Our study has limitations. First, as we amplified TRB rearrangements from bulk PBMC DNA, our conclusions regarding TRB diversity apply to the TRB repertoire in relation to the PBMC pool, rather than specifically in relation to the total count of circulating T cells. That said, a similar study, which amplified TRB rearrangements from purified T cell DNA in the context of ibrutinib treatment, obtained comparable results [7]. Our approach also precludes the ability to draw separate conclusions on the TRB repertoires of CD4+– and CD8+-T cell fractions. Secondly, we have noticed that our protocol induces relative overamplification of TRBV20-1 rearrangements (data not shown). Any inferences based solely on TRBV20-1 clonotypes should therefore be interpreted with caution.
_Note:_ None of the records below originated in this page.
//! Upload finished rasters and remove the local copy.

use crate::remote::identity::ArtifactAddress;
use async_trait::async_trait;
use object_store::{ObjectStore, ObjectStoreExt, PutPayload, WriteMultipart};
use std::path::{Path, PathBuf};
use std::sync::Arc;
use thiserror::Error;
use tokio::io::AsyncReadExt;

/// Buffer used when streaming a file into a multipart upload.
const READ_BUFFER_SIZE: usize = 8 * 1024 * 1024;

/// Parts allowed in flight per multipart upload.
const MAX_CONCURRENT_PARTS: usize = 4;

#[derive(Debug, Error)]
pub enum PublishError {
    #[error("failed to read local artifact {}: {source}", .path.display())]
    ReadLocal {
        path: PathBuf,
        #[source]
        source: std::io::Error,
    },

    #[error("upload to {key} failed: {source}")]
    Upload {
        key: String,
        #[source]
        source: object_store::Error,
    },

    #[error("upload to {key} failed: {reason}")]
    Rejected { key: String, reason: String },

    #[error("uploaded but failed to remove local artifact {}: {source}", .path.display())]
    LocalCleanup {
        path: PathBuf,
        #[source]
        source: std::io::Error,
    },
}

/// Puts a local file into the object store.
#[async_trait]
pub trait ArtifactUploader: Send + Sync {
    /// Upload `local_path` to `key`, returning the number of bytes sent.
    async fn upload(&self, local_path: &Path, key: &str) -> Result<u64, PublishError>;
}

/// Uploads through an `object_store` client.
///
/// Files above the multipart threshold are streamed in parts so a multi-GB
/// raster is never held in memory at once.
pub struct ObjectStoreUploader {
    store: Arc<dyn ObjectStore>,
    multipart_threshold: u64,
    part_size: usize,
}

impl ObjectStoreUploader {
    /// # Arguments
    /// * `store` - Destination store, shared with the other workers
    /// * `multipart_threshold` - Files larger than this many bytes use multipart upload
    /// * `part_size` - Bytes per multipart part (S3 requires at least 5 MiB)
    pub fn new(store: Arc<dyn ObjectStore>, multipart_threshold: u64, part_size: usize) -> Self {
        Self {
            store,
            multipart_threshold,
            part_size,
        }
    }

    async fn put_whole(&self, local_path: &Path, path: &object_store::path::Path, key: &str) -> Result<u64, PublishError> {
        let data = tokio::fs::read(local_path)
            .await
            .map_err(|source| PublishError::ReadLocal {
                path: local_path.to_path_buf(),
                source,
            })?;
        let len = data.len() as u64;

        self.store
            .put(path, PutPayload::from(data))
            .await
            .map_err(|source| PublishError::Upload {
                key: key.to_string(),
                source,
            })?;

        Ok(len)
    }

    async fn put_multipart(&self, local_path: &Path, path: &object_store::path::Path, key: &str) -> Result<u64, PublishError> {
        let read_err = |source| PublishError::ReadLocal {
            path: local_path.to_path_buf(),
            source,
        };
        let upload_err = |source| PublishError::Upload {
            key: key.to_string(),
            source,
        };

        let mut file = tokio::fs::File::open(local_path).await.map_err(read_err)?;
        let upload = self.store.put_multipart(path).await.map_err(upload_err)?;
        let mut writer = WriteMultipart::new_with_chunk_size(upload, self.part_size);

        let mut buf = vec![0u8; READ_BUFFER_SIZE.min(self.part_size.max(1))];
        let mut total = 0u64;
        loop {
            let n = match file.read(&mut buf).await {
                Ok(n) => n,
                Err(e) => {
                    let _ = writer.abort().await;
                    return Err(read_err(e));
                }
            };
            if n == 0 {
                break;
            }
            if let Err(e) = writer.wait_for_capacity(MAX_CONCURRENT_PARTS).await {
                let _ = writer.abort().await;
                return Err(upload_err(e));
            }
            writer.write(&buf[..n]);
            total += n as u64;
        }

        writer.finish().await.map_err(upload_err)?;
        Ok(total)
    }
}

#[async_trait]
impl ArtifactUploader for ObjectStoreUploader {
    async fn upload(&self, local_path: &Path, key: &str) -> Result<u64, PublishError> {
        let size = tokio::fs::metadata(local_path)
            .await
            .map_err(|source| PublishError::ReadLocal {
                path: local_path.to_path_buf(),
                source,
            })?
            .len();

        let path = object_store::path::Path::from(key);
        if size > self.multipart_threshold {
            tracing::debug!(key, size, "Uploading with multipart");
            self.put_multipart(local_path, &path, key).await
        } else {
            self.put_whole(local_path, &path, key).await
        }
    }
}

/// Publishes a task's output: upload, then delete the local file.
///
/// If the upload fails the local file is kept for diagnosis.
pub struct Publisher {
    uploader: Arc<dyn ArtifactUploader>,
}

impl Publisher {
    pub fn new(uploader: Arc<dyn ArtifactUploader>) -> Self {
        Self { uploader }
    }

    /// Publish the file at `address.local_path` to `address.key`.
    ///
    /// # Returns
    /// The number of bytes uploaded.
    ///
    /// # Errors
    /// - [`PublishError::ReadLocal`] / [`PublishError::Upload`] / [`PublishError::Rejected`]
    ///   if the upload did not complete; the local file is kept
    /// - [`PublishError::LocalCleanup`] if the upload completed but the local
    ///   file could not be removed
    pub async fn publish(&self, address: &ArtifactAddress) -> Result<u64, PublishError> {
        let bytes = self.uploader.upload(&address.local_path, &address.key).await?;

        tokio::fs::remove_file(&address.local_path)
            .await
            .map_err(|source| PublishError::LocalCleanup {
                path: address.local_path.clone(),
                source,
            })?;

        Ok(bytes)
    }
}

#[cfg(test)]
mod tests {
    use super::*;
    use object_store::memory::InMemory;
    use tempfile::TempDir;

    struct RejectingUploader;

    #[async_trait]
    impl ArtifactUploader for RejectingUploader {
        async fn upload(&self, _local_path: &Path, key: &str) -> Result<u64, PublishError> {
            Err(PublishError::Rejected {
                key: key.to_string(),
                reason: "bucket is read-only".to_string(),
            })
        }
    }

    fn write_artifact(dir: &TempDir, contents: &[u8]) -> ArtifactAddress {
        let folder = dir.path().join("T001_aa.05");
        std::fs::create_dir_all(&folder).unwrap();
        let local_path = folder.join("slope_a.tif");
        std::fs::write(&local_path, contents).unwrap();

        ArtifactAddress {
            key: "latlon/v6/T001_aa.05/slope_a.tif".to_string(),
            url: "http://store/bucket/latlon/v6/T001_aa.05/slope_a.tif".to_string(),
            local_path,
        }
    }

    async fn stored_bytes(store: &Arc<dyn ObjectStore>, key: &str) -> Vec<u8> {
        store
            .get(&object_store::path::Path::from(key))
            .await
            .unwrap()
            .bytes()
            .await
            .unwrap()
            .to_vec()
    }

    #[tokio::test]
    async fn test_publish_uploads_and_removes_local() {
        let dir = TempDir::new().unwrap();
        let address = write_artifact(&dir, b"raster bytes");

        let store: Arc<dyn ObjectStore> = Arc::new(InMemory::new());
        let publisher = Publisher::new(Arc::new(ObjectStoreUploader::new(store.clone(), 1024, 5)));

        let bytes = publisher.publish(&address).await.unwrap();

        assert_eq!(bytes, 12);
        assert!(!address.local_path.exists());
        assert_eq!(stored_bytes(&store, &address.key).await, b"raster bytes");
    }

    #[tokio::test]
    async fn test_publish_multipart() {
        let dir = TempDir::new().unwrap();
        let contents: Vec<u8> = (0..=255u8).cycle().take(10_000).collect();
        let address = write_artifact(&dir, &contents);

        let store: Arc<dyn ObjectStore> = Arc::new(InMemory::new());
        let publisher = Publisher::new(Arc::new(ObjectStoreUploader::new(store.clone(), 0, 1024)));

        let bytes = publisher.publish(&address).await.unwrap();

        assert_eq!(bytes, 10_000);
        assert!(!address.local_path.exists());
        assert_eq!(stored_bytes(&store, &address.key).await, contents);
    }

    #[tokio::test]
    async fn test_failed_upload_keeps_local_file() {
        let dir = TempDir::new().unwrap();
        let address = write_artifact(&dir, b"keep me");

        let publisher = Publisher::new(Arc::new(RejectingUploader));
        let result = publisher.publish(&address).await;

        assert!(matches!(result, Err(PublishError::Rejected { .. })));
        assert_eq!(std::fs::read(&address.local_path).unwrap(), b"keep me");
    }

    #[tokio::test]
    async fn test_missing_local_file() {
        let dir = TempDir::new().unwrap();
        let mut address = write_artifact(&dir, b"x");
        address.local_path = dir.path().join("missing.tif");

        let store: Arc<dyn ObjectStore> = Arc::new(InMemory::new());
        let publisher = Publisher::new(Arc::new(ObjectStoreUploader::new(store, 1024, 5)));

        assert!(matches!(
            publisher.publish(&address).await,
            Err(PublishError::ReadLocal { .. })
        ));
    }
}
In summary, we show that treatment with obinutuzumab plus venetoclax restores TRB repertoire diversity, but does not improve TRB oligoclonality, due to the persistence of large pre-treatment clonotypes. The concurrent presence or future resurgence of MRD did not impact the TRB repertoire. These findings lay the foundation for future exploration of the viability and effectiveness of autologous T cells for T cell-mediated immunotherapy in patients that previously received obinutuzumab plus venetoclax.
Methods
For the “Methods” section, please see the supplementary material.